__Dataset records__:
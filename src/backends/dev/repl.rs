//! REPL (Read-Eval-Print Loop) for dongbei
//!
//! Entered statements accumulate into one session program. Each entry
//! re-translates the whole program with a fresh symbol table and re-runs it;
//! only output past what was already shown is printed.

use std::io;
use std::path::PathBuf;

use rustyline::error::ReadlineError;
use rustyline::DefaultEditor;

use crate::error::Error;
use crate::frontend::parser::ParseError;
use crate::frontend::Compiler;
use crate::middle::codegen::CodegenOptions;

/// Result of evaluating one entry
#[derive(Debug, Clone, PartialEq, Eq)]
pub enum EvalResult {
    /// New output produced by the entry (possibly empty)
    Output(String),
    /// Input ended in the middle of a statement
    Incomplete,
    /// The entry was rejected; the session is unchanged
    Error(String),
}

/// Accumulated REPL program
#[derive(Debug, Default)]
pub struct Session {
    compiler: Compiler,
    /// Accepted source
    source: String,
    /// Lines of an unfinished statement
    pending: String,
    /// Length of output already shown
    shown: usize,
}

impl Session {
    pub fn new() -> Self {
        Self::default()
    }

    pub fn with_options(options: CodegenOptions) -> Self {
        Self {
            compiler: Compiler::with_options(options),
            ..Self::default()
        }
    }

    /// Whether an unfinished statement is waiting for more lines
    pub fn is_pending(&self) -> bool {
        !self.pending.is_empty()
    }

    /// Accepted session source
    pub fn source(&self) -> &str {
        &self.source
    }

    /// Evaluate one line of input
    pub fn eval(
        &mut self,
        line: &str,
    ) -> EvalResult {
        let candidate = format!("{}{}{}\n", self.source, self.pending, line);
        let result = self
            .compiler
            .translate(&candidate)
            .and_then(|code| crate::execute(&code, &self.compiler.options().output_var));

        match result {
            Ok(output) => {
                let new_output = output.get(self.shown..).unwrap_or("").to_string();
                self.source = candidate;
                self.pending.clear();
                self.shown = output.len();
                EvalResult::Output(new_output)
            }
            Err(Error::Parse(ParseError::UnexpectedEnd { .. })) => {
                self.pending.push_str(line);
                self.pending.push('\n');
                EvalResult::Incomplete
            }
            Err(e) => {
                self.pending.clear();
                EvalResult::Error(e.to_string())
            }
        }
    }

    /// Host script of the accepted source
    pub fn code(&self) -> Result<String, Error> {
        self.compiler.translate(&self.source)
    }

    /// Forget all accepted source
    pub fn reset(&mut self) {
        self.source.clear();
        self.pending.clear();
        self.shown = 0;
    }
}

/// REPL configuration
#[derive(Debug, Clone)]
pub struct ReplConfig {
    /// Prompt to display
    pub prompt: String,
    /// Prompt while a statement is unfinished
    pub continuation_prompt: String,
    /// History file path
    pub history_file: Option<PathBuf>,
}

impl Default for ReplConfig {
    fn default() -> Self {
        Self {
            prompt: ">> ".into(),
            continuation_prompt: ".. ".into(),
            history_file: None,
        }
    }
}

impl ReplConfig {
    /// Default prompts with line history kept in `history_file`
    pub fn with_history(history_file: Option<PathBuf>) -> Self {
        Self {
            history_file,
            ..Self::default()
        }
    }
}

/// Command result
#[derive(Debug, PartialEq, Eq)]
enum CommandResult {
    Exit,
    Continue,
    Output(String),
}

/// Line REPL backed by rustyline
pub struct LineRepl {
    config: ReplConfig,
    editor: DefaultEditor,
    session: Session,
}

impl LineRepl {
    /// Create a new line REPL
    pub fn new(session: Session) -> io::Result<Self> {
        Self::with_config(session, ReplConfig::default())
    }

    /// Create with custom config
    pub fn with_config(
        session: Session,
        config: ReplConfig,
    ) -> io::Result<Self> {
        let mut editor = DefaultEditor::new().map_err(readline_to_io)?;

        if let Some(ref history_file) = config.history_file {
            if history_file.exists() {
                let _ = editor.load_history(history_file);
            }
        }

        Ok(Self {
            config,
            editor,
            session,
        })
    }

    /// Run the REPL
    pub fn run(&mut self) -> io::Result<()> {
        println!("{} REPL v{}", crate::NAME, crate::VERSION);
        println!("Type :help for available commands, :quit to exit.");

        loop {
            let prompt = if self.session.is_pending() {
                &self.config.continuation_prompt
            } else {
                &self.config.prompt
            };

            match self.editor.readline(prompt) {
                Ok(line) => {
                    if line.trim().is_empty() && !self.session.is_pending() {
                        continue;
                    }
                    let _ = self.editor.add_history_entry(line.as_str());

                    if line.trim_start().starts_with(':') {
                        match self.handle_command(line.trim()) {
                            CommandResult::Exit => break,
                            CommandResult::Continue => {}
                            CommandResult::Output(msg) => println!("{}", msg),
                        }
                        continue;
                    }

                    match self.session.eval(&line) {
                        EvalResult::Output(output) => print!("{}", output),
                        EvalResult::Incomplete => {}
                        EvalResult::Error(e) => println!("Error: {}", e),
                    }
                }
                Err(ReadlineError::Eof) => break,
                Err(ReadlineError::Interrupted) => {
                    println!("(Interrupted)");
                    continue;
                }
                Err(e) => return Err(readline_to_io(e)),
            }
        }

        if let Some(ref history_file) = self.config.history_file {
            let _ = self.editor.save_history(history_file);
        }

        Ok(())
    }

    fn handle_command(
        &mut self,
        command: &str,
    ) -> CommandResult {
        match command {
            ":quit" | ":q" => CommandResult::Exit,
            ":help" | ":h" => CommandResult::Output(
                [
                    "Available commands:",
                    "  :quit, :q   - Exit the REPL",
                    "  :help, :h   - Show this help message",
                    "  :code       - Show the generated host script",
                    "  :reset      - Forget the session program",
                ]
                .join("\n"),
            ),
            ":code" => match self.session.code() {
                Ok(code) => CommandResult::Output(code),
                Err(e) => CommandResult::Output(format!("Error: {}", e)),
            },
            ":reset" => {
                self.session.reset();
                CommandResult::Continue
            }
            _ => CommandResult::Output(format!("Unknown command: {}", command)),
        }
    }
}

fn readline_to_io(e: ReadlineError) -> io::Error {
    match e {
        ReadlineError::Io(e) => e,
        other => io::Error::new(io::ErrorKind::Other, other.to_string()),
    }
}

==

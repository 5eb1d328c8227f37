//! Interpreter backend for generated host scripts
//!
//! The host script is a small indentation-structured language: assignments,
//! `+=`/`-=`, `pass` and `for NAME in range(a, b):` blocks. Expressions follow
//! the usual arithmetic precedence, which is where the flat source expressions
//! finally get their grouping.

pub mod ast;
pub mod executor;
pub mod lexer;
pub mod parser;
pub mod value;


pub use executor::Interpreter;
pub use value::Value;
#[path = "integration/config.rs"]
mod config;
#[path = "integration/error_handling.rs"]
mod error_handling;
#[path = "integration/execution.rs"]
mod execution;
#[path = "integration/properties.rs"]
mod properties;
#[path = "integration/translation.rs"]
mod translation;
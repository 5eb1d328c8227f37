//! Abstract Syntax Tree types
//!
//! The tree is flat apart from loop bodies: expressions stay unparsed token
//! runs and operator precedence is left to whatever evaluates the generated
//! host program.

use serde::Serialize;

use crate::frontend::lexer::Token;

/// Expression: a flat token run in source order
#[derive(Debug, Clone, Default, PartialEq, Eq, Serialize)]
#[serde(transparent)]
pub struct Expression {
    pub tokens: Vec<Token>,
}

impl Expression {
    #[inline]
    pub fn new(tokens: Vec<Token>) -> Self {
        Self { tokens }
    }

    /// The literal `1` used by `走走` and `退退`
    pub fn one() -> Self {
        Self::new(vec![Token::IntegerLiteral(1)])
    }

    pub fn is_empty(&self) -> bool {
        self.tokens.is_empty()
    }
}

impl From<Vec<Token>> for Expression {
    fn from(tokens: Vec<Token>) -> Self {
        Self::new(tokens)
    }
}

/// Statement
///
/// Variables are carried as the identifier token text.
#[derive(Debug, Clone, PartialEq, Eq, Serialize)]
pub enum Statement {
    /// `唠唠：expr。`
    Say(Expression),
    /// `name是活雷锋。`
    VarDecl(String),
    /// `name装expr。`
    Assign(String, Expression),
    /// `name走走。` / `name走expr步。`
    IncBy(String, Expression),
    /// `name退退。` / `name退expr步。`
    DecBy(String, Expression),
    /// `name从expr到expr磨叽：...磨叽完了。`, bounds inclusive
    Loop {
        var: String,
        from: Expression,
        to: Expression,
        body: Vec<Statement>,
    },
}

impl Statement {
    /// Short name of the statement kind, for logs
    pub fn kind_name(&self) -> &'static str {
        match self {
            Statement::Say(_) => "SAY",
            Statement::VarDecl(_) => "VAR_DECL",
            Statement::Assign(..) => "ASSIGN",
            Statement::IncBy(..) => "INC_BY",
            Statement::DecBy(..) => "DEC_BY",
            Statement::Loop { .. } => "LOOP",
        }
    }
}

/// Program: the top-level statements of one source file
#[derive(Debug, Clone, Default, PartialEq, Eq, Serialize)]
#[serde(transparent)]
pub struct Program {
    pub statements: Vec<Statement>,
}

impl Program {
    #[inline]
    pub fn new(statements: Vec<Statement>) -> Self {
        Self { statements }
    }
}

---

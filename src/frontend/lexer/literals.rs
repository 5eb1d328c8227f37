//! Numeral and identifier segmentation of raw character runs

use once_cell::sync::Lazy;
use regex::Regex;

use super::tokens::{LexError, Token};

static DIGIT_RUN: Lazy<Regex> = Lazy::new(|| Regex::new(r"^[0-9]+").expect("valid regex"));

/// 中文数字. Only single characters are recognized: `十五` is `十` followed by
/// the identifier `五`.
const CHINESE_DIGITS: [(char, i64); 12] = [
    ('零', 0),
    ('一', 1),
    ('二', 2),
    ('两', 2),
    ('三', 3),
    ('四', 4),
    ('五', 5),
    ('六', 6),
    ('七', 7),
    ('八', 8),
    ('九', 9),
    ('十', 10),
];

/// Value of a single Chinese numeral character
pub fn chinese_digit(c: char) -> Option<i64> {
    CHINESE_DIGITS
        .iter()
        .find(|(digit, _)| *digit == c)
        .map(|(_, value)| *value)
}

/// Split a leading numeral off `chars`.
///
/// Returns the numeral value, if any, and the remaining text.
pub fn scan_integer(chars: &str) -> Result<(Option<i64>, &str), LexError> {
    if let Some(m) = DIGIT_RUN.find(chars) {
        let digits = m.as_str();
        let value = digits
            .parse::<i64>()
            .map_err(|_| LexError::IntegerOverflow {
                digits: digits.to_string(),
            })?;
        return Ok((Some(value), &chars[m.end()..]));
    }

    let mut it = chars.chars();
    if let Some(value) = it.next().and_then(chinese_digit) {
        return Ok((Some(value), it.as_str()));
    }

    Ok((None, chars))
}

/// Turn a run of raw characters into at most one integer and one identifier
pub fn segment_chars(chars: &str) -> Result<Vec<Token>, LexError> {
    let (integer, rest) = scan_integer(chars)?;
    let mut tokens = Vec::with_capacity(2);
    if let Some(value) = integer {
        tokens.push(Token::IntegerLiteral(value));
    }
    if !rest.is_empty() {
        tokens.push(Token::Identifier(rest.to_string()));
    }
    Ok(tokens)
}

__Exercise description__:
In the entries above, which lines hold the string "crate"? Report all of them.

__Solved exercise__:
use crate::error::Error;
use crate::frontend::parser::ParseError;
use crate::frontend::Compiler;
use crate::middle::codegen::CodegenOptions;
            .and_then(|code| crate::execute(&code, &self.compiler.options().output_var));
        println!("{} REPL v{}", crate::NAME, crate::VERSION);
use crate::frontend::lexer::Token;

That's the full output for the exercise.